**Activity**: Return every line in the entries below where the word "WorktreeQueryChanged" shows up.

**Materials provided**:
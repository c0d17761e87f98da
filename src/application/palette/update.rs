use std::collections::HashMap;
use std::path::{Path, PathBuf};

use super::keys::handle_mode_key;
use super::model::{Mode, Model, WarmStart};
use super::msg::{Effect, Msg};
use crate::domain::{SessionSpec, tool_needs_warmup};

pub fn init(mut model: Model) -> (Model, Vec<Effect>) {
    model.mode = Mode::Loading;
    let roots = model.roots.clone();
    (model, vec![Effect::ScanDirs { roots }])
}

/// Folds one message into the model. Never blocks and never fails; unknown
/// or stale messages leave the model as it was.
pub fn update(model: Model, msg: Msg) -> (Model, Vec<Effect>) {
    let mut model = model;
    let effects = match msg {
        Msg::Key(name) => {
            let outcome = handle_key(model, &name);
            model = outcome.model;
            outcome.effects
        }
        Msg::ScanCompleted { result } => {
            match result {
                Ok(dirs) => {
                    model.mode = Mode::Browsing;
                    model.error = None;
                    model.pending_spec = None;
                    model.dirs = dirs;
                    model.refilter_projects();
                    model.selected_idx = 0;
                }
                Err(error) => enter_error(&mut model, error),
            }
            Vec::new()
        }
        Msg::QueryChanged { query } => {
            model.query = query;
            model.refilter_projects();
            model.selected_idx = 0;
            Vec::new()
        }
        Msg::ProjectCreated { result } => match result {
            Ok(path) => open_project(&mut model, path),
            Err(error) => {
                enter_error(&mut model, error);
                Vec::new()
            }
        },
        Msg::ProjectDeleted { result } => match result {
            Ok(()) => {
                model.mode = Mode::Browsing;
                model.delete_project_target = None;
                model.pending_spec = None;
                vec![Effect::ScanDirs {
                    roots: model.roots.clone(),
                }]
            }
            Err(error) => {
                model.delete_project_target = None;
                enter_error(&mut model, error);
                Vec::new()
            }
        },
        Msg::WorktreesLoaded { result } => {
            match result {
                Ok(listing) => {
                    model.project_warning = listing.warning;
                    model.worktrees = listing.worktrees;
                    model.refilter_worktrees();
                    model.worktree_idx = 0;
                }
                Err(error) => enter_error(&mut model, error),
            }
            Vec::new()
        }
        Msg::WorktreeQueryChanged { query } => {
            model.worktree_query = query;
            model.refilter_worktrees();
            model.worktree_idx = 0;
            Vec::new()
        }
        Msg::WorktreeCreated { result } => match result {
            Ok(path) => {
                model.selected_worktree_path = Some(path);
                enter_tool_mode(&mut model)
            }
            Err(error) => {
                enter_error(&mut model, error);
                Vec::new()
            }
        },
        Msg::WorktreeDeleted { result } => match result {
            Ok(()) => {
                model.mode = Mode::Worktree;
                model.delete_worktree_target = None;
                model.pending_spec = None;
                model
                    .selected_project
                    .clone()
                    .map(|path| vec![Effect::LoadWorktrees { path }])
                    .unwrap_or_default()
            }
            Err(error) => {
                model.delete_worktree_target = None;
                enter_error(&mut model, error);
                Vec::new()
            }
        },
        Msg::ToolQueryChanged { query } => {
            model.tool_query = query;
            model.refilter_tools();
            model.tool_idx = 0;
            model.tool_error = None;
            Vec::new()
        }
        Msg::ToolPrewarmStarted {
            dir_path,
            tool,
            started_at,
        } => {
            if !prewarm_is_current(&model, &dir_path) {
                return (model, Vec::new());
            }
            if counts_toward_warmup(&model, &tool) {
                model.tool_warmup_completed += 1;
                model
                    .tool_warm_start
                    .insert(tool, WarmStart::StartedAt(started_at));
            }
            Vec::new()
        }
        Msg::ToolPrewarmExisting { dir_path, tool } => {
            if !prewarm_is_current(&model, &dir_path) {
                return (model, Vec::new());
            }
            if counts_toward_warmup(&model, &tool) {
                model.tool_warmup_completed += 1;
            }
            model.tool_warm_start.insert(tool.clone(), WarmStart::Existing);
            model.tool_errors.remove(&tool);

            if model.pending_tool_is(&tool) {
                open_pending(&mut model)
            } else {
                Vec::new()
            }
        }
        Msg::ToolPrewarmFailed {
            dir_path,
            tool,
            error,
        } => {
            if !prewarm_is_current(&model, &dir_path) {
                return (model, Vec::new());
            }
            if counts_toward_warmup(&model, &tool) {
                model.tool_warmup_completed += 1;
                model.tool_warmup_failed += 1;
            }
            model.tool_errors.insert(tool.clone(), error.clone());

            if model.pending_tool_is(&tool) {
                model.tool_error = Some(error);
                model.pending_spec = None;
                model.mode = Mode::Tool;
            }
            Vec::new()
        }
        Msg::ToolDelayElapsed { tool } => {
            if model.pending_tool_is(&tool) {
                open_pending(&mut model)
            } else {
                Vec::new()
            }
        }
        Msg::SessionsListed { result } => {
            match result {
                Ok(sessions) => {
                    model.sessions = sessions;
                    model.session_error = None;
                }
                Err(error) => {
                    model.sessions = Vec::new();
                    model.session_error = Some(error);
                }
            }
            model.refilter_sessions();
            model.session_idx = 0;
            Vec::new()
        }
        Msg::SessionQueryChanged { query } => {
            model.session_query = query;
            model.refilter_sessions();
            model.session_idx = 0;
            Vec::new()
        }
        Msg::SessionAttached { result } => {
            match result {
                Ok(()) if model.mode == Mode::Sessions => leave_sessions(&mut model),
                Ok(()) => {}
                Err(error) => model.session_error = Some(error),
            }
            Vec::new()
        }
    };

    (model, effects)
}

/// Result of routing one key. `handled == false` means the caller should
/// hand the key to the query input instead.
#[derive(Debug, Clone, PartialEq)]
pub struct KeyOutcome {
    pub model: Model,
    pub effects: Vec<Effect>,
    pub handled: bool,
}

pub fn handle_key(model: Model, key_name: &str) -> KeyOutcome {
    handle_mode_key(model, key_name)
}

/// The query-change message for the list the current mode edits.
pub fn query_changed(mode: Mode, query: String) -> Option<Msg> {
    match mode {
        Mode::Browsing => Some(Msg::QueryChanged { query }),
        Mode::Worktree => Some(Msg::WorktreeQueryChanged { query }),
        Mode::Tool => Some(Msg::ToolQueryChanged { query }),
        Mode::Sessions => Some(Msg::SessionQueryChanged { query }),
        _ => None,
    }
}

fn enter_error(model: &mut Model, error: String) {
    model.error = Some(error);
    model.mode = Mode::Error;
    model.pending_spec = None;
}

/// Prewarm reports belong to the worktree they were started for; reports for
/// a worktree the user has since left are dropped.
fn prewarm_is_current(model: &Model, dir_path: &Path) -> bool {
    model.selected_worktree_path.as_deref() == Some(dir_path)
}

fn counts_toward_warmup(model: &Model, tool: &str) -> bool {
    tool_needs_warmup(tool)
        && model.tools.iter().any(|known| known == tool)
        && !model.tool_prewarm_reported(tool)
        && model.tool_warmup_completed < model.tool_warmup_total
}

fn open_pending(model: &mut Model) -> Vec<Effect> {
    let Some(spec) = model.pending_spec.take() else {
        return Vec::new();
    };
    model.mode = Mode::Tool;
    model.tool_error = None;
    vec![Effect::OpenSession { spec }]
}

pub(super) fn open_project(model: &mut Model, path: PathBuf) -> Vec<Effect> {
    model.selected_project = Some(path.clone());
    model.mode = Mode::Worktree;
    model.pending_spec = None;
    model.worktree_query.clear();
    model.worktree_idx = 0;
    model.project_warning = None;
    model.worktrees.clear();
    model.filtered_worktrees.clear();
    vec![Effect::LoadWorktrees { path }]
}

pub(super) fn enter_tool_mode(model: &mut Model) -> Vec<Effect> {
    let Some(dir_path) = model.selected_worktree_path.clone() else {
        return Vec::new();
    };

    model.mode = Mode::Tool;
    model.tool_query.clear();
    model.refilter_tools();
    model.tool_idx = 0;
    model.tool_error = None;
    model.pending_spec = None;
    model.tool_warm_start = HashMap::with_capacity(model.tools.len());
    model.tool_errors = HashMap::with_capacity(model.tools.len());
    model.tool_warmup_total = model.warmup_tool_count();
    model.tool_warmup_completed = 0;
    model.tool_warmup_failed = 0;

    vec![Effect::PrewarmAllTools {
        dir_path,
        tools: model.tools.clone(),
    }]
}

pub(super) fn start_tool(model: &mut Model, tool: String) -> Vec<Effect> {
    if let Some(error) = model.tool_errors.get(&tool) {
        model.tool_error = Some(error.clone());
        return Vec::new();
    }
    let Some(dir_path) = model.selected_worktree_path.clone() else {
        return Vec::new();
    };

    let spec = SessionSpec::new(dir_path, tool.clone());
    if !tool_needs_warmup(&tool)
        || matches!(model.tool_warm_start.get(&tool), Some(WarmStart::Existing))
    {
        return vec![Effect::OpenSession { spec }];
    }

    model.tool_error = None;
    model.pending_spec = Some(spec.clone());
    model.mode = Mode::ToolStarting;
    vec![Effect::CheckToolReady { spec }]
}

pub(super) fn leave_sessions(model: &mut Model) {
    model.mode = model.session_return_mode;
    model.session_query.clear();
    model.sessions.clear();
    model.filtered_sessions.clear();
    model.session_idx = 0;
    model.session_error = None;
}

**Answer to the problem**:
        Msg::WorktreeQueryChanged { query } => {
        Mode::Worktree => Some(Msg::WorktreeQueryChanged { query }),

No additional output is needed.